// Copyright 2026 the Flicker Authors
// SPDX-License-Identifier: Apache-2.0 OR MIT

//! Fluent assertions bound to one trace.

use alloc::format;
use alloc::string::String;
use alloc::vec::Vec;
use core::fmt;

use flicker_core::region::RectRegion;
use flicker_core::{QueryResult, Snapshot, Trace};

use crate::checker::AssertionChecker;

/// Every failing result of a [`TraceSubject::check`].
#[derive(Clone, Debug, PartialEq, Eq)]
pub struct AssertionFailure {
    /// Origin of the trace, if one was attached.
    pub source: Option<String>,
    /// Failing results in evaluation order.
    pub failures: Vec<QueryResult>,
}

impl fmt::Display for AssertionFailure {
    fn fmt(&self, f: &mut fmt::Formatter<'_>) -> fmt::Result {
        let source = self.source.as_deref().unwrap_or("<unnamed trace>");
        write!(
            f,
            "{} assertion(s) failed in {source}",
            self.failures.len()
        )?;
        for failure in &self.failures {
            write!(f, "\n\n{failure}")?;
        }
        Ok(())
    }
}

impl core::error::Error for AssertionFailure {}

/// Fluent assertion builder over a [`Trace`].
///
/// ```
/// # use flicker_assert::TraceSubject;
/// # use flicker_core::Trace;
/// # fn check(trace: &Trace) -> Result<(), flicker_assert::AssertionFailure> {
/// TraceSubject::new(trace)
///     .shows_layer("Launcher")
///     .then()
///     .shows_layer("Settings")
///     .hides_layer("Launcher")
///     .check()
/// # }
/// ```
#[derive(Debug)]
pub struct TraceSubject<'t> {
    trace: &'t Trace,
    checker: AssertionChecker<'t>,
}

impl<'t> TraceSubject<'t> {
    /// Starts an empty assertion chain on `trace`.
    #[must_use]
    pub fn new(trace: &'t Trace) -> Self {
        Self {
            trace,
            checker: AssertionChecker::new(),
        }
    }

    /// Adds a custom rule.
    #[must_use]
    pub fn add(
        mut self,
        name: impl Into<String>,
        predicate: impl Fn(&Snapshot) -> QueryResult + 't,
    ) -> Self {
        self.checker.add(name, predicate);
        self
    }

    fn rule(
        self,
        kind: &str,
        name: &str,
        predicate: impl Fn(&Snapshot, &str) -> QueryResult + 't,
    ) -> Self {
        let owned = String::from(name);
        self.add(format!("{kind}({name})"), move |s| predicate(s, &owned))
    }

    /// A layer named `name` is visible.
    #[must_use]
    pub fn shows_layer(self, name: &str) -> Self {
        self.rule("shows_layer", name, Snapshot::is_visible)
    }

    /// No layer named `name` is visible.
    #[must_use]
    pub fn hides_layer(self, name: &str) -> Self {
        self.rule("hides_layer", name, |s, n| s.is_visible(n).negate())
    }

    /// Visible layers cover every pixel of `rect`.
    #[must_use]
    pub fn covers_region(self, rect: RectRegion) -> Self {
        self.add(format!("covers_region({rect})"), move |s| s.covers_region(rect))
    }

    /// The first visible layer named `name` has exactly `expected` bounds.
    #[must_use]
    pub fn has_visible_region(self, name: &str, expected: RectRegion) -> Self {
        self.rule("has_visible_region", name, move |s, n| {
            s.has_visible_region(n, expected)
        })
    }

    /// An application window named `name` is visible.
    #[must_use]
    pub fn shows_app_window(self, name: &str) -> Self {
        self.rule("shows_app_window", name, Snapshot::is_app_window_visible)
    }

    /// No application window named `name` is visible.
    #[must_use]
    pub fn hides_app_window(self, name: &str) -> Self {
        self.rule("hides_app_window", name, |s, n| {
            s.is_app_window_visible(n).negate()
        })
    }

    /// A window above the application band named `name` is visible.
    #[must_use]
    pub fn shows_above_app_window(self, name: &str) -> Self {
        self.rule(
            "shows_above_app_window",
            name,
            Snapshot::is_above_app_window_visible,
        )
    }

    /// No window above the application band named `name` is visible.
    #[must_use]
    pub fn hides_above_app_window(self, name: &str) -> Self {
        self.rule("hides_above_app_window", name, |s, n| {
            s.is_above_app_window_visible(n).negate()
        })
    }

    /// A window below the application band named `name` is visible.
    #[must_use]
    pub fn shows_below_app_window(self, name: &str) -> Self {
        self.rule(
            "shows_below_app_window",
            name,
            Snapshot::is_below_app_window_visible,
        )
    }

    /// An input method window is visible.
    #[must_use]
    pub fn shows_ime_window(self) -> Self {
        self.add("shows_ime_window", Snapshot::is_ime_window_visible)
    }

    /// No input method window is visible.
    #[must_use]
    pub fn hides_ime_window(self) -> Self {
        self.add("hides_ime_window", |s| s.is_ime_window_visible().negate())
    }

    /// The topmost visible application window is named `name`.
    #[must_use]
    pub fn shows_app_window_on_top(self, name: &str) -> Self {
        self.rule(
            "shows_app_window_on_top",
            name,
            Snapshot::is_visible_app_window_on_top,
        )
    }

    /// Following rules must hold once the preceding ones stop holding.
    #[must_use]
    pub fn then(mut self) -> Self {
        self.checker.then();
        self
    }

    /// Only checks snapshots with timestamps in `from..=to`.
    #[must_use]
    pub fn in_range(mut self, from: i64, to: i64) -> Self {
        self.checker.filter_by_range(from, to);
        self
    }

    /// Only checks the first snapshot.
    #[must_use]
    pub fn at_start(mut self) -> Self {
        self.checker.check_first();
        self
    }

    /// Only checks the last snapshot.
    #[must_use]
    pub fn at_end(mut self) -> Self {
        self.checker.check_last();
        self
    }

    /// Ignores leading snapshots until the first rules hold.
    #[must_use]
    pub fn skip_until_first_assertion(mut self) -> Self {
        self.checker.skip_until_first_assertion();
        self
    }

    /// Runs the rules, failing with every violation found.
    pub fn check(self) -> Result<(), AssertionFailure> {
        let failures = self.checker.test(self.trace);
        if failures.is_empty() {
            Ok(())
        } else {
            Err(AssertionFailure {
                source: self.trace.source().map(String::from),
                failures,
            })
        }
    }
}

#[cfg(test)]
mod tests {
    use super::*;
    use alloc::string::ToString;
    use alloc::vec;
    use flicker_core::TraceKind;
    use flicker_core::node::{LayerRecord, Record, WindowKind, WindowRecord, WindowRole};

    fn layers(steps: &[&[(&str, RectRegion)]]) -> Trace {
        let snapshots = steps
            .iter()
            .zip(0_i64..)
            .map(|(layers, ts)| {
                let mut records = vec![Record::layer(1, -1, "DisplayRoot", LayerRecord::default())];
                for (&(name, rect), id) in layers.iter().zip(2..) {
                    records.push(Record::layer(id, 1, name, LayerRecord::with_region(rect)));
                }
                Snapshot::from_records(ts * 100, records).unwrap()
            })
            .collect();
        Trace::from_snapshots(TraceKind::Layers, snapshots).with_source("launch.flkr")
    }

    const SCREEN: RectRegion = RectRegion::new(0, 0, 100, 200);
    const BAR: RectRegion = RectRegion::new(0, 0, 100, 20);
    const BODY: RectRegion = RectRegion::new(0, 20, 100, 200);

    #[test]
    fn launch_transition_passes() {
        let trace = layers(&[
            &[("StatusBar", BAR), ("Launcher", BODY)],
            &[("StatusBar", BAR), ("Launcher", BODY)],
            &[("StatusBar", BAR), ("Settings", BODY)],
        ]);
        TraceSubject::new(&trace)
            .shows_layer("StatusBar")
            .covers_region(SCREEN)
            .shows_layer("Launcher")
            .then()
            .shows_layer("Settings")
            .hides_layer("Launcher")
            .check()
            .unwrap();

        TraceSubject::new(&trace)
            .has_visible_region("StatusBar", BAR)
            .check()
            .unwrap();
    }

    #[test]
    fn flicker_is_reported_with_source() {
        let trace = layers(&[
            &[("StatusBar", BAR), ("Launcher", BODY)],
            &[("Launcher", BODY)],
            &[("StatusBar", BAR), ("Launcher", BODY)],
        ]);
        let err = TraceSubject::new(&trace)
            .shows_layer("StatusBar")
            .covers_region(SCREEN)
            .check()
            .unwrap_err();
        assert_eq!(err.source.as_deref(), Some("launch.flkr"));
        assert_eq!(err.failures.len(), 2);
        assert!(err.failures.iter().all(|f| f.timestamp == 100));
        let text = err.to_string();
        assert!(text.starts_with("2 assertion(s) failed in launch.flkr"));
        assert!(text.contains("Assertion: shows_layer(StatusBar)"));
        assert!(text.contains("Reason: StatusBar cannot be found"));
        assert!(text.contains("not covered at (0, 0)"));
    }

    #[test]
    fn hides_layer_is_a_negation() {
        let trace = layers(&[&[("Launcher", BODY)]]);
        let err = TraceSubject::new(&trace)
            .hides_layer("Launcher")
            .check()
            .unwrap_err();
        assert_eq!(err.failures[0].assertion_name, "hides_layer(Launcher)");
        assert_eq!(err.failures[0].reason, "Launcher is visible");
    }

    #[test]
    fn start_and_end_selection() {
        let trace = layers(&[&[("Launcher", BODY)], &[("Settings", BODY)]]);
        let subject = || TraceSubject::new(&trace);
        subject().shows_layer("Launcher").at_start().check().unwrap();
        subject().shows_layer("Settings").at_end().check().unwrap();
        subject()
            .shows_layer("Settings")
            .in_range(100, 100)
            .check()
            .unwrap();
        subject()
            .shows_layer("Settings")
            .skip_until_first_assertion()
            .check()
            .unwrap();
        assert!(subject().shows_layer("Settings").check().is_err());
    }

    #[test]
    fn custom_rule() {
        let trace = layers(&[&[("Launcher", BODY)], &[("Launcher", BODY)]]);
        TraceSubject::new(&trace)
            .add("single layer", |s| {
                if s.len() == 1 {
                    QueryResult::passed(s.timestamp(), "single layer", "one layer")
                } else {
                    QueryResult::failed(s.timestamp(), "single layer", "extra layers")
                }
            })
            .check()
            .unwrap();
    }

    fn windows(ime_visible: bool) -> Trace {
        let frame = RectRegion::new(0, 0, 100, 200);
        let window = |id, name: &str, kind, visible| {
            Record::window(id, 1, name, WindowRecord::window(kind, visible, frame))
        };
        let records = vec![
            Record::window(
                1,
                -1,
                "RootWindowContainer",
                WindowRecord::container(WindowRole::Container, true),
            ),
            window(2, "StatusBar", WindowKind::AboveApp, true),
            window(3, "com.example/.Main", WindowKind::App, true),
            window(4, "com.example/.Launcher", WindowKind::App, false),
            window(5, "Wallpaper", WindowKind::BelowApp, true),
            window(6, "InputMethod", WindowKind::Ime, ime_visible),
        ];
        let snapshot = Snapshot::from_records(0, records).unwrap();
        Trace::from_snapshots(TraceKind::Windows, vec![snapshot])
    }

    #[test]
    fn window_rules() {
        let trace = windows(false);
        TraceSubject::new(&trace)
            .shows_app_window("Main")
            .hides_app_window("Launcher")
            .shows_app_window_on_top("Main")
            .shows_above_app_window("StatusBar")
            .shows_below_app_window("Wallpaper")
            .hides_ime_window()
            .check()
            .unwrap();

        let trace = windows(true);
        TraceSubject::new(&trace).shows_ime_window().check().unwrap();
        let err = TraceSubject::new(&trace)
            .hides_above_app_window("StatusBar")
            .check()
            .unwrap_err();
        assert_eq!(
            err.failures[0].assertion_name,
            "hides_above_app_window(StatusBar)"
        );
        assert!(err.source.is_none());
    }
}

--

▶ **Description of the task**:
In the listing above, find each line where "text" occurs and copy it.

▶ **Output below**:
        let text = err.to_string();
        assert!(text.starts_with("2 assertion(s) failed in launch.flkr"));
        assert!(text.contains("Assertion: shows_layer(StatusBar)"));
        assert!(text.contains("Reason: StatusBar cannot be found"));
        assert!(text.contains("not covered at (0, 0)"));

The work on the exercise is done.